Die „Krone“ wurde zwar als populistisches Massenblatt konzipiert, hat aber aufgrund vieler antisemitischer und fremdenfeindlicher Inhalte, welche immer wieder alte Ressentiments schüren, den Zorn des mächtigen WAZ-Konzerns hervorgerufen. Die Folge war, dass der deutsche Konzern Hans Dichand und seinen als Chefredakteur eingesetzten Sohn entmachten wollte. In einem NEWS-Interview hat der WAZ-Chef Erich Schumann bedauert, dass „antisemitische Untertöne“ in der „Krone“ festzustellen sind. Hans Dichand, der im Zuge des Kampfes um die „Krone“ gegen den WAZ-Konzern eine Auseinandersetzung vor einem unabhängigen Schiedsgericht austrägt, klagt daraufhin Erich Schumann und Hans Rauscher, der Schumanns Aussage im „Standard“ zitiert hatte. Die Beklagten konnten scheinbar mühelos mit einer umfangreichen Dokumentation den Wahrheitsbeweis antreten und bekamen daher vor Gericht Recht. In der schriftlichen Begründung vom 12. Juli 2004 heißt es unter anderem: „Es wurden dem Leser antisemitische Untertöne vermittelt, teils unverhohlen, teils durch Anspielungen und Andeutungen. Aus dem Kontext der einzelnen Artikel gelangte das Gericht zur Feststellung, dass die ,Neue Kronen Zeitung’ zumindest in den im Urteil angeführten Beiträgen und Artikeln antisemitische und rassistische Untertöne jedenfalls bis in das Jahr 2003 verbreitet hat.“
Jeder, der Hans Dichand für unseren Freund hält, sollte das soeben erschienene Buch von Hans Rauscher „Israel, Europa und der neue Antisemitismus“ (Molden) lesen. Was könnte Rabbiner Jacob Biderman veranlasst haben, Hans Dichand einen derartigen Brief zu schreiben? Hält er ihn tatsächlich für einen Freund oder verspricht er sich möglicherweise nur weitere finanzielle Hilfen für Chabad? Es ist unbestritten, dass Chabad in Wien eine wichtige soziale und geistige Aufgabe erfüllt, die nicht hoch genug hervorzuheben ist. Das gibt aber Biderman noch lange nicht das Recht, eine Person zu „kaschern“ (für koscher zu erklären), die in der Vergangenheit für viele Vorurteile und Ressentiments gegen Minderheiten in Österreich die Mitverantwortung trägt.
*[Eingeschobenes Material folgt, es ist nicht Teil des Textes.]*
//! Notification database models.

use serde::{Deserialize, Serialize};
use sqlx::FromRow;

/// Persisted in-app notification.
///
/// Rows with `scheduled_for` set are deferred markers: they hold the full
/// serialized event in `data` until an external drain re-submits it.
#[derive(Debug, Clone, FromRow, Serialize, Deserialize)]
pub struct InAppNotificationDbModel {
    pub id: String,
    pub user_id: String,
    pub event_id: String,
    /// Category: attendance, verification, system, reminder, escalation
    pub category: String,
    /// Priority: low, normal, high, urgent
    pub priority: String,
    pub title: String,
    pub message: String,
    /// JSON blob of the event payload
    pub data: String,
    pub action_url: Option<String>,
    pub is_read: bool,
    pub scheduled_for: Option<i64>,
    pub dispatched_at: Option<i64>,
    pub created_at: i64,
    pub read_at: Option<i64>,
}

impl InAppNotificationDbModel {
    pub fn is_deferred(&self) -> bool {
        self.scheduled_for.is_some()
    }
}

/// Key-value row holding one user's notification preferences as JSON.
#[derive(Debug, Clone, FromRow, Serialize, Deserialize)]
pub struct NotificationPreferencesDbModel {
    pub user_id: String,
    pub preferences: String,
    pub updated_at: i64,
}
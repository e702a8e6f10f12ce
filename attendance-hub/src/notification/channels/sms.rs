//! SMS notification channel using an HTTP gateway.

use async_trait::async_trait;
use reqwest::Client;
use serde::{Deserialize, Serialize};
use serde_json::json;
use tracing::{debug, warn};

use super::{ChannelSender, OutboundMessage, Recipient, SendReceipt, extract_message_id};
use crate::notification::events::ChannelType;
use crate::{Error, Result};

/// SMS channel configuration.
#[derive(Debug, Clone, Serialize, Deserialize)]
pub struct SmsConfig {
    /// Whether the channel is enabled.
    pub enabled: bool,
    /// Gateway send endpoint (JSON POST).
    pub api_url: String,
    /// Bearer token for the gateway.
    pub api_key: Option<String>,
    /// Alphanumeric sender id or originating number.
    pub sender_id: String,
    /// Request timeout in seconds.
    #[serde(default = "default_timeout")]
    pub timeout_secs: u64,
}

fn default_timeout() -> u64 {
    10
}

impl Default for SmsConfig {
    fn default() -> Self {
        Self {
            enabled: false,
            api_url: String::new(),
            api_key: None,
            sender_id: String::new(),
            timeout_secs: default_timeout(),
        }
    }
}

/// SMS notification channel.
pub struct SmsChannel {
    config: SmsConfig,
    client: Client,
}

impl SmsChannel {
    pub fn new(config: SmsConfig) -> Self {
        let client = Client::builder()
            .timeout(std::time::Duration::from_secs(config.timeout_secs))
            .build()
            .unwrap_or_default();

        Self { config, client }
    }

    fn build_payload(&self, to: &str, message: &OutboundMessage) -> serde_json::Value {
        json!({
            "from": self.config.sender_id,
            "to": to,
            "message": message.content.sms_text,
            "reference": message.event_id,
        })
    }
}

/// Digits with an optional leading '+'.
fn normalize_phone(raw: &str) -> Option<String> {
    let trimmed = raw.trim();
    let (plus, rest) = match trimmed.strip_prefix('+') {
        Some(rest) => ("+", rest),
        None => ("", trimmed),
    };
    let digits: String = rest
        .chars()
        .filter(|c| !matches!(c, ' ' | '-' | '(' | ')' | '.'))
        .collect();
    if digits.len() < 7 || !digits.chars().all(|c| c.is_ascii_digit()) {
        return None;
    }
    Some(format!("{}{}", plus, digits))
}

#[async_trait]
impl ChannelSender for SmsChannel {
    fn channel_type(&self) -> ChannelType {
        ChannelType::Sms
    }

    fn is_enabled(&self) -> bool {
        self.config.enabled && !self.config.api_url.is_empty()
    }

    async fn send(&self, recipient: &Recipient, message: &OutboundMessage) -> Result<SendReceipt> {
        if !self.is_enabled() {
            return Err(Error::delivery("sms", "sms channel is not configured"));
        }

        let Some(to) = recipient.phone.as_deref().and_then(normalize_phone) else {
            return Err(Error::delivery(
                "sms",
                format!("user {} has no usable phone number", recipient.user_id),
            ));
        };

        let mut request = self
            .client
            .post(&self.config.api_url)
            .json(&self.build_payload(&to, message));
        if let Some(key) = &self.config.api_key {
            request = request.bearer_auth(key);
        }

        let response = request
            .send()
            .await
            .map_err(|e| Error::delivery("sms", format!("request failed: {}", e)))?;

        let status = response.status();
        if !status.is_success() {
            let body = response.text().await.unwrap_or_default();
            warn!("SMS gateway failed: {} - {}", status, body);
            return Err(Error::delivery(
                "sms",
                format!("gateway returned {}: {}", status, body),
            ));
        }

        let body: serde_json::Value = response.json().await.unwrap_or_default();
        let message_id = extract_message_id(&body);
        debug!(user_id = %recipient.user_id, message_id = ?message_id, "SMS notification sent");
        Ok(SendReceipt { message_id })
    }
}
//! User database model.

use serde::{Deserialize, Serialize};
use sqlx::FromRow;

use crate::database::time::now_ms;
use crate::domain::{User, UserRole};
use crate::{Error, Result};

#[derive(Debug, Clone, FromRow, Serialize, Deserialize)]
pub struct UserDbModel {
    pub id: String,
    pub name: String,
    pub email: Option<String>,
    pub phone: Option<String>,
    /// Role: admin, coordinator, lecturer, class_rep, supervisor, student
    pub role: String,
    pub programme_id: Option<String>,
    pub created_at: i64,
}

impl From<&User> for UserDbModel {
    fn from(user: &User) -> Self {
        Self {
            id: user.id.clone(),
            name: user.name.clone(),
            email: user.email.clone(),
            phone: user.phone.clone(),
            role: user.role.as_str().to_string(),
            programme_id: user.programme_id.clone(),
            created_at: now_ms(),
        }
    }
}

impl TryFrom<UserDbModel> for User {
    type Error = Error;

    fn try_from(row: UserDbModel) -> Result<Self> {
        let role = UserRole::parse(&row.role)
            .ok_or_else(|| Error::Database(format!("unknown user role '{}'", row.role)))?;
        Ok(Self {
            id: row.id,
            name: row.name,
            email: row.email,
            phone: row.phone,
            role,
            programme_id: row.programme_id,
        })
    }
}
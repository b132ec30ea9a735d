//! Web search through the Brave Search API

use async_trait::async_trait;
use serde::Deserialize;
use serde_json::{json, Value};
use std::time::Duration;
use tracing::debug;

use super::{ToolError, ToolTrait};

pub const BRAVE_SEARCH_ENDPOINT: &str = "https://api.search.brave.com/res/v1/web/search";

/// `web_search` tool
pub struct WebSearchTool {
    api_key: String,
    max_results: u32,
    endpoint: String,
    client: reqwest::Client,
}

impl WebSearchTool {
    /// Falls back to `BRAVE_API_KEY` when no key is given
    pub fn new(api_key: Option<String>, max_results: u32) -> Self {
        let api_key = api_key
            .filter(|k| !k.is_empty())
            .or_else(|| std::env::var("BRAVE_API_KEY").ok())
            .unwrap_or_default();
        Self {
            api_key,
            max_results: max_results.max(1),
            endpoint: BRAVE_SEARCH_ENDPOINT.to_string(),
            client: reqwest::Client::new(),
        }
    }

    pub fn from_config(config: &steward_config::Config) -> Self {
        Self::new(config.brave_api_key(), config.web_search_max_results())
    }

    /// Point the tool at another search endpoint
    pub fn with_endpoint(mut self, endpoint: impl Into<String>) -> Self {
        self.endpoint = endpoint.into();
        self
    }

    pub fn is_configured(&self) -> bool {
        !self.api_key.is_empty()
    }
}

#[derive(Deserialize)]
struct WebSearchArgs {
    query: String,
    max_results: Option<u32>,
}

#[derive(Deserialize, Default)]
struct BraveResponse {
    #[serde(default)]
    web: BraveWeb,
}

#[derive(Deserialize, Default)]
struct BraveWeb {
    #[serde(default)]
    results: Vec<BraveResult>,
}

#[derive(Deserialize)]
struct BraveResult {
    #[serde(default)]
    title: String,
    #[serde(default)]
    url: String,
    #[serde(default)]
    description: String,
}

fn format_results(results: &[BraveResult]) -> String {
    results
        .iter()
        .map(|r| {
            format!(
                "Title: {}\nLink: {}\nSummary: {}\n---",
                r.title, r.url, r.description
            )
        })
        .collect::<Vec<_>>()
        .join("\n")
}

#[async_trait]
impl ToolTrait for WebSearchTool {
    fn name(&self) -> &str {
        "web_search"
    }

    fn description(&self) -> &str {
        "Search the web. Returns title, link and summary for each result."
    }

    fn parameters(&self) -> Value {
        json!({
            "type": "object",
            "properties": {
                "query": { "type": "string", "description": "Search terms" },
                "max_results": {
                    "type": "integer",
                    "description": "Maximum number of results (default 5)",
                    "minimum": 1,
                    "maximum": 20
                }
            },
            "required": ["query"]
        })
    }

    async fn execute(&self, args: Value) -> Result<String, ToolError> {
        if self.api_key.is_empty() {
            return Err(ToolError::Execution(
                "web search is not configured (set tools.web.search.api_key or BRAVE_API_KEY)"
                    .to_string(),
            ));
        }

        let args: WebSearchArgs = serde_json::from_value(args)?;
        let count = args.max_results.unwrap_or(self.max_results).clamp(1, 20);
        debug!("web search: {} ({} results)", args.query, count);
        let count_param = count.to_string();

        let response = self
            .client
            .get(&self.endpoint)
            .query(&[("q", args.query.as_str()), ("count", count_param.as_str())])
            .header("Accept", "application/json")
            .header("X-Subscription-Token", &self.api_key)
            .timeout(Duration::from_secs(15))
            .send()
            .await?;

        let status = response.status();
        if !status.is_success() {
            return Err(ToolError::Execution(format!(
                "search api returned {}",
                status
            )));
        }

        let data: BraveResponse = response.json().await?;
        let results: Vec<_> = data.web.results.into_iter().take(count as usize).collect();
        if results.is_empty() {
            return Ok("No results found.".to_string());
        }

        Ok(format_results(&results))
    }
}
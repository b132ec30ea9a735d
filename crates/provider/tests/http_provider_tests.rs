//! HTTP-level tests for the OpenAI-compatible provider against a mock server

use serde_json::json;
use steward_provider::{
    ChatParams, Message, OpenAiCompatProvider, Provider, ProviderError, Tool, ToolCall,
};

fn provider_for(server: &mockito::ServerGuard) -> OpenAiCompatProvider {
    OpenAiCompatProvider::new(
        "test-key",
        Some(server.url()),
        Some("test-model".to_string()),
    )
}

fn params() -> ChatParams {
    ChatParams {
        model: "test-model".to_string(),
        messages: vec![Message::system("sys"), Message::user("list files")],
        tools: vec![Tool::new(
            "list_files",
            "List workspace files",
            json!({"type": "object", "properties": {}}),
        )],
        ..ChatParams::default()
    }
}

#[tokio::test]
async fn test_chat_text_answer() {
    let mut server = mockito::Server::new_async().await;
    let mock = server
        .mock("POST", "/chat/completions")
        .match_header("authorization", "Bearer test-key")
        .match_body(mockito::Matcher::PartialJson(json!({
            "model": "test-model",
            "tool_choice": "auto"
        })))
        .with_status(200)
        .with_header("content-type", "application/json")
        .with_body(
            json!({
                "choices": [{
                    "message": {"role": "assistant", "content": "Nothing to do."},
                    "finish_reason": "stop"
                }]
            })
            .to_string(),
        )
        .create_async()
        .await;

    let response = provider_for(&server).chat(params()).await.unwrap();

    mock.assert_async().await;
    assert_eq!(response.content.as_deref(), Some("Nothing to do."));
    assert!(!response.has_tool_calls());
}

#[tokio::test]
async fn test_chat_tool_calls() {
    let mut server = mockito::Server::new_async().await;
    server
        .mock("POST", "/chat/completions")
        .with_status(200)
        .with_header("content-type", "application/json")
        .with_body(
            json!({
                "choices": [{
                    "message": {
                        "content": null,
                        "tool_calls": [{
                            "id": "call_1",
                            "type": "function",
                            "function": {"name": "list_files", "arguments": "{}"}
                        }]
                    },
                    "finish_reason": "tool_calls"
                }]
            })
            .to_string(),
        )
        .create_async()
        .await;

    let response = provider_for(&server).chat(params()).await.unwrap();

    assert_eq!(
        response.tool_calls,
        vec![ToolCall::new("call_1", "list_files", "{}")]
    );
}

#[tokio::test]
async fn test_chat_api_error_message() {
    let mut server = mockito::Server::new_async().await;
    server
        .mock("POST", "/chat/completions")
        .with_status(400)
        .with_header("content-type", "application/json")
        .with_body(json!({"error": {"message": "model not found"}}).to_string())
        .create_async()
        .await;

    let result = provider_for(&server).chat(params()).await;

    match result {
        Err(ProviderError::Api(msg)) => assert_eq!(msg, "model not found"),
        other => panic!("expected api error, got {:?}", other.map(|r| r.content)),
    }
}

#[tokio::test]
async fn test_chat_rate_limited() {
    let mut server = mockito::Server::new_async().await;
    server
        .mock("POST", "/chat/completions")
        .with_status(429)
        .with_body("slow down")
        .create_async()
        .await;

    let result = provider_for(&server).chat(params()).await;
    assert!(matches!(result, Err(ProviderError::RateLimited)));
}

#[tokio::test]
async fn test_chat_non_json_body_is_error() {
    let mut server = mockito::Server::new_async().await;
    server
        .mock("POST", "/chat/completions")
        .with_status(200)
        .with_body("<html>gateway</html>")
        .create_async()
        .await;

    let result = provider_for(&server).chat(params()).await;
    assert!(matches!(result, Err(ProviderError::Json(_))));
}

#[tokio::test]
async fn test_chat_gateway_error_page_keeps_status() {
    let mut server = mockito::Server::new_async().await;
    server
        .mock("POST", "/chat/completions")
        .with_status(502)
        .with_header("content-type", "text/html")
        .with_body("<html><body>Bad Gateway</body></html>")
        .create_async()
        .await;

    let result = provider_for(&server).chat(params()).await;

    match result {
        Err(ProviderError::Api(msg)) => assert_eq!(msg, "http 502"),
        other => panic!("expected api error, got {:?}", other.map(|r| r.content)),
    }
}

#[tokio::test]
async fn test_chat_error_without_message_field() {
    let mut server = mockito::Server::new_async().await;
    server
        .mock("POST", "/chat/completions")
        .with_status(500)
        .with_header("content-type", "application/json")
        .with_body(r#"{"detail":"boom"}"#)
        .create_async()
        .await;

    let result = provider_for(&server).chat(params()).await;
    assert!(matches!(result, Err(ProviderError::Api(msg)) if msg == "http 500"));
}
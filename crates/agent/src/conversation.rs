//! Append-only conversation log

use steward_provider::{Message, Role};

use crate::dispatcher::ToolResult;
use crate::model::ModelTurn;

/// System prompt plus every message of the session, oldest first.
///
/// Owned and mutated only by the orchestration loop. Nothing is ever
/// removed, so ids echoed in tool messages always find their request.
#[derive(Debug, Clone)]
pub struct Conversation {
    system_prompt: String,
    messages: Vec<Message>,
}

impl Conversation {
    pub fn new(system_prompt: impl Into<String>) -> Self {
        Self {
            system_prompt: system_prompt.into(),
            messages: Vec::new(),
        }
    }

    pub fn system_prompt(&self) -> &str {
        &self.system_prompt
    }

    pub fn messages(&self) -> &[Message] {
        &self.messages
    }

    pub fn len(&self) -> usize {
        self.messages.len()
    }

    pub fn is_empty(&self) -> bool {
        self.messages.is_empty()
    }

    pub fn append_user(&mut self, text: impl Into<String>) {
        self.messages.push(Message::user(text));
    }

    /// Record a model turn, carrying its tool calls verbatim
    pub fn append_assistant(&mut self, turn: &ModelTurn) {
        let message = if turn.has_tool_calls() {
            Message::assistant_tool_calls(turn.text.clone(), &turn.tool_calls)
        } else {
            Message::assistant(turn.text.clone().unwrap_or_default())
        };
        self.messages.push(message);
    }

    /// One tool message per result, in the order given
    pub fn append_tool_results(&mut self, results: &[ToolResult]) {
        self.messages.extend(
            results
                .iter()
                .map(|r| Message::tool(&r.call_id, &r.name, r.content_for_model())),
        );
    }

    /// Messages for the next model call, system prompt first
    pub fn snapshot(&self) -> Vec<Message> {
        let mut out = Vec::with_capacity(self.messages.len() + 1);
        out.push(Message::system(&self.system_prompt));
        out.extend(self.messages.iter().cloned());
        out
    }

    /// Count of messages by role
    pub fn count(&self, role: Role) -> usize {
        self.messages.iter().filter(|m| m.role == role).count()
    }
}
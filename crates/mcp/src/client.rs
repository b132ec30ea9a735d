//! Stdio connection to one tool server

use std::collections::{BTreeMap, HashMap};
use std::process::Stdio;
use std::sync::atomic::{AtomicU64, Ordering};
use std::sync::{Arc, Mutex as StdMutex};

use serde_json::{json, Value};
use tokio::io::{AsyncBufReadExt, AsyncRead, AsyncWrite, AsyncWriteExt, BufReader};
use tokio::process::{Child, Command};
use tokio::sync::{oneshot, Mutex};
use tokio::task::JoinHandle;
use tracing::{debug, trace, warn};

use crate::protocol::{
    initialize_params, CallToolResult, Incoming, InitializeResult, JsonRpcRequest,
    JsonRpcResponse, McpTool, ToolsListResult,
};
use crate::{McpError, Result};

/// In-flight requests keyed by id. `None` once the server output has closed.
type PendingMap = Arc<StdMutex<Option<HashMap<u64, oneshot::Sender<JsonRpcResponse>>>>>;

type Writer = Box<dyn AsyncWrite + Send + Unpin>;

/// JSON-RPC client for a single tool server
///
/// Requests may be issued concurrently from many tasks; responses are
/// matched back to their caller by id.
pub struct McpClient {
    writer: Mutex<Writer>,
    pending: PendingMap,
    next_id: AtomicU64,
    reader: JoinHandle<()>,
    child: Mutex<Option<Child>>,
}

impl McpClient {
    /// Launch a server process and connect to its stdin/stdout
    pub fn spawn(command: &str, args: &[String], env: &BTreeMap<String, String>) -> Result<Self> {
        debug!("spawning tool server: {} {:?}", command, args);

        let mut child = Command::new(command)
            .args(args)
            .envs(env)
            .stdin(Stdio::piped())
            .stdout(Stdio::piped())
            .stderr(Stdio::null())
            .kill_on_drop(true)
            .spawn()
            .map_err(|source| McpError::Spawn {
                command: command.to_string(),
                source,
            })?;

        let stdin = child.stdin.take().ok_or(McpError::Closed)?;
        let stdout = child.stdout.take().ok_or(McpError::Closed)?;

        let mut client = Self::from_streams(stdout, stdin);
        client.child = Mutex::new(Some(child));
        Ok(client)
    }

    /// Connect over an arbitrary pair of byte streams
    pub fn from_streams<R, W>(reader: R, writer: W) -> Self
    where
        R: AsyncRead + Send + Unpin + 'static,
        W: AsyncWrite + Send + Unpin + 'static,
    {
        let pending: PendingMap = Arc::new(StdMutex::new(Some(HashMap::new())));
        let reader = tokio::spawn(read_loop(reader, pending.clone()));

        Self {
            writer: Mutex::new(Box::new(writer)),
            pending,
            next_id: AtomicU64::new(1),
            reader,
            child: Mutex::new(None),
        }
    }

    /// Perform the `initialize` handshake
    pub async fn initialize(
        &self,
        client_name: &str,
        client_version: &str,
    ) -> Result<InitializeResult> {
        let result = self
            .request(
                "initialize",
                Some(initialize_params(client_name, client_version)),
            )
            .await?;
        let init: InitializeResult = serde_json::from_value(result)?;
        debug!(
            "connected to {} {} (protocol {})",
            init.server_info.name, init.server_info.version, init.protocol_version
        );

        self.notify("notifications/initialized", None).await?;
        Ok(init)
    }

    /// All tools the server exposes, following pagination
    pub async fn list_tools(&self) -> Result<Vec<McpTool>> {
        let mut tools = Vec::new();
        let mut cursor: Option<String> = None;

        loop {
            let params = cursor.as_ref().map(|c| json!({ "cursor": c }));
            let result = self.request("tools/list", params).await?;
            let page: ToolsListResult = serde_json::from_value(result)?;
            tools.extend(page.tools);

            match page.next_cursor {
                Some(next) if !next.is_empty() => cursor = Some(next),
                _ => break,
            }
        }

        Ok(tools)
    }

    /// Invoke a tool. Tool-level failures come back as `is_error`.
    pub async fn call_tool(&self, name: &str, arguments: Value) -> Result<CallToolResult> {
        let result = self
            .request(
                "tools/call",
                Some(json!({ "name": name, "arguments": arguments })),
            )
            .await?;
        Ok(serde_json::from_value(result)?)
    }

    /// Send a request and wait for the matching response
    pub async fn request(&self, method: &str, params: Option<Value>) -> Result<Value> {
        let id = self.next_id.fetch_add(1, Ordering::SeqCst);
        let (tx, rx) = oneshot::channel();

        {
            let mut guard = self.pending.lock().unwrap_or_else(|e| e.into_inner());
            match guard.as_mut() {
                Some(map) => map.insert(id, tx),
                None => return Err(McpError::Closed),
            };
        }

        trace!("-> {} #{}", method, id);
        if let Err(e) = self.send(&JsonRpcRequest::new(id, method, params)).await {
            self.forget(id);
            return Err(e);
        }

        let response = rx.await.map_err(|_| McpError::Closed)?;
        response.into_result()
    }

    /// Send a notification; no response is expected
    pub async fn notify(&self, method: &str, params: Option<Value>) -> Result<()> {
        self.send(&JsonRpcRequest::notification(method, params)).await
    }

    /// Whether the server output is still open
    pub fn is_connected(&self) -> bool {
        self.pending
            .lock()
            .map(|guard| guard.is_some())
            .unwrap_or(false)
    }

    /// Stop the reader and terminate the server process
    pub async fn shutdown(&self) {
        self.reader.abort();
        close_pending(&self.pending);

        if let Some(mut child) = self.child.lock().await.take() {
            if let Err(e) = child.kill().await {
                warn!("failed to stop tool server: {}", e);
            }
        }
    }

    async fn send(&self, message: &JsonRpcRequest) -> Result<()> {
        let mut line = serde_json::to_string(message)?;
        line.push('\n');

        let mut writer = self.writer.lock().await;
        writer.write_all(line.as_bytes()).await?;
        writer.flush().await?;
        Ok(())
    }

    fn forget(&self, id: u64) {
        let mut guard = self.pending.lock().unwrap_or_else(|e| e.into_inner());
        if let Some(map) = guard.as_mut() {
            map.remove(&id);
        }
    }
}

impl Drop for McpClient {
    fn drop(&mut self) {
        self.reader.abort();
    }
}

async fn read_loop<R>(reader: R, pending: PendingMap)
where
    R: AsyncRead + Unpin,
{
    let mut lines = BufReader::new(reader).lines();

    loop {
        match lines.next_line().await {
            Ok(Some(line)) => {
                let line = line.trim();
                if line.is_empty() {
                    continue;
                }
                match Incoming::parse(line) {
                    Ok(Incoming::Response(response)) => deliver(&pending, response),
                    Ok(Incoming::Notification { method }) => {
                        trace!("server notification: {}", method)
                    }
                    Ok(Incoming::Request { id, method }) => {
                        debug!("ignoring server request {} ({})", method, id)
                    }
                    Err(_) => debug!("skipping non-protocol output: {}", line),
                }
            }
            Ok(None) => {
                debug!("tool server closed its output");
                break;
            }
            Err(e) => {
                warn!("tool server read error: {}", e);
                break;
            }
        }
    }

    close_pending(&pending);
}

fn deliver(pending: &PendingMap, response: JsonRpcResponse) {
    let Some(id) = response.id.as_u64() else {
        debug!("response with foreign id {}", response.id);
        return;
    };

    let sender = {
        let mut guard = pending.lock().unwrap_or_else(|e| e.into_inner());
        guard.as_mut().and_then(|map| map.remove(&id))
    };

    match sender {
        Some(tx) => {
            let _ = tx.send(response);
        }
        None => debug!("response for unknown request #{}", id),
    }
}

/// Drop every waiting sender so callers observe `Closed`
fn close_pending(pending: &PendingMap) {
    let mut guard = pending.lock().unwrap_or_else(|e| e.into_inner());
    guard.take();
}
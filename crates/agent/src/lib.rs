//! Steward agent core
//!
//! Tool catalog, concurrent tool dispatch, conversation state and the
//! orchestration loop that drives a tool-calling model.

use thiserror::Error;

pub mod catalog;
pub mod channel;
pub mod context;
pub mod conversation;
pub mod dispatcher;
pub mod loop_agent;
pub mod model;
pub mod runtime;
pub mod tools;

pub use catalog::{Registration, Resolved, ToolCatalog, ToolHandle, CLARIFICATION_TOOL};
pub use channel::{ConsoleIo, HumanIo, UserChannel};
pub use context::ContextBuilder;
pub use conversation::Conversation;
pub use dispatcher::{ToolDispatcher, ToolOutcome, ToolResult};
pub use loop_agent::{AgentLoop, TurnOutcome};
pub use model::{ModelClient, ModelTurn};
pub use runtime::AgentContext;
pub use tools::{ToolError, ToolProvider, ToolRegistry, ToolSpec, ToolTrait};

/// Agent errors
#[derive(Error, Debug)]
pub enum AgentError {
    #[error("tool provider `{provider}` unavailable: {reason}")]
    Discovery { provider: String, reason: String },

    #[error("model error: {0}")]
    Provider(#[from] steward_provider::ProviderError),

    #[error("i/o error: {0}")]
    Io(#[from] std::io::Error),
}

pub type Result<T> = std::result::Result<T, AgentError>;
//! Common test utilities for steward CLI tests
#![allow(dead_code)]

use assert_cmd::Command;
use std::path::PathBuf;
use tempfile::{tempdir, TempDir};

/// Isolated home directory with its own config file location
pub struct TestEnv {
    pub temp_dir: TempDir,
    pub config_path: PathBuf,
    pub workspace_dir: PathBuf,
}

impl TestEnv {
    pub fn new() -> anyhow::Result<Self> {
        let temp_dir = tempdir()?;
        let config_path = temp_dir.path().join(".steward").join("config.json");
        let workspace_dir = temp_dir.path().join("workspace");

        Ok(Self {
            temp_dir,
            config_path,
            workspace_dir,
        })
    }

    /// Command pointed at this environment, with no model keys in scope
    pub fn command(&self) -> Command {
        let mut cmd = Command::new(env!("CARGO_BIN_EXE_steward"));
        cmd.env("HOME", self.temp_dir.path())
            .env_remove("GROQ_API_KEY")
            .env_remove("OPENROUTER_API_KEY")
            .env_remove("OPENAI_API_KEY")
            .env_remove("BRAVE_API_KEY")
            .env_remove("RUST_LOG")
            .arg("--config")
            .arg(&self.config_path);
        cmd
    }

    /// Write a config using the local workspace
    pub fn create_config(&self, extra: serde_json::Value) -> anyhow::Result<()> {
        let mut config = serde_json::json!({
            "agent": { "workspace": self.workspace_dir.display().to_string() }
        });
        if let (Some(base), Some(extra)) = (config.as_object_mut(), extra.as_object()) {
            for (key, value) in extra {
                base.insert(key.clone(), value.clone());
            }
        }

        std::fs::create_dir_all(self.config_path.parent().unwrap())?;
        std::fs::write(&self.config_path, serde_json::to_string_pretty(&config)?)?;
        Ok(())
    }
}

impl Default for TestEnv {
    fn default() -> Self {
        Self::new().expect("Failed to create test environment")
    }
}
Andererseits stellt sich die interessante Frage, was Dichand veranlasst haben könnte, seine Blattlinie in dieser Frage zu ändern. Die „Krone“ hat sich nämlich in den letzten Monaten in der „Judenfrage“ auffällig zurückgehalten. Auch die Israelberichterstattung ist objektiver und unaufgeregter, als in so manch anderen so genannten und selbst ernannten österreichischen Qualitätszeitungen. Über die Gründe kann man lediglich spekulieren. Hat die Freundschaft zu Rabbiner Jacob Biderman den mächtigen Hans Dichand bekehrt oder will er nur sein schlechtes Image verbessern? Dichand ist bekanntlich Milliardär. Seine überreiche Ernte wurde auch dank der „antisemitischen Untertöne“ in der „Krone“ eingefahren. Finanziell und machtpolitisch hat Dichand in seinem Leben alles erreicht. Möglicherweise will er nicht als Antisemit der Nachwelt in Erinnerung bleiben. Wesentlich wahrscheinlicher ist es aber, dass sich Hans Dichand im Zuge der gerichtlichen Auseinandersetzung mit dem deutschen Hälfteeigentümer zurückhält, um den Gegner vor Gericht in Beweisnotstand zu bringen. Wenn nämlich Rabbiner Biderman Hans Dichand öffentlich als Freund bezeichnet, kann er schwerlich von den gegnerischen Anwälten zum Antisemiten gestempelt werden.
Im Übrigen bin ich der Meinung, dass die derzeitigen Kosten der Infrastruktur unserer Gemeinde nicht mehr seriös zu finanzieren sind. Und wir alle sollten vermeiden, vom Wohlwollen der heutigen oder auch jeder zukünftigen österreichischen Regierung (oder von Einzelpersonen) abhängig zu sein.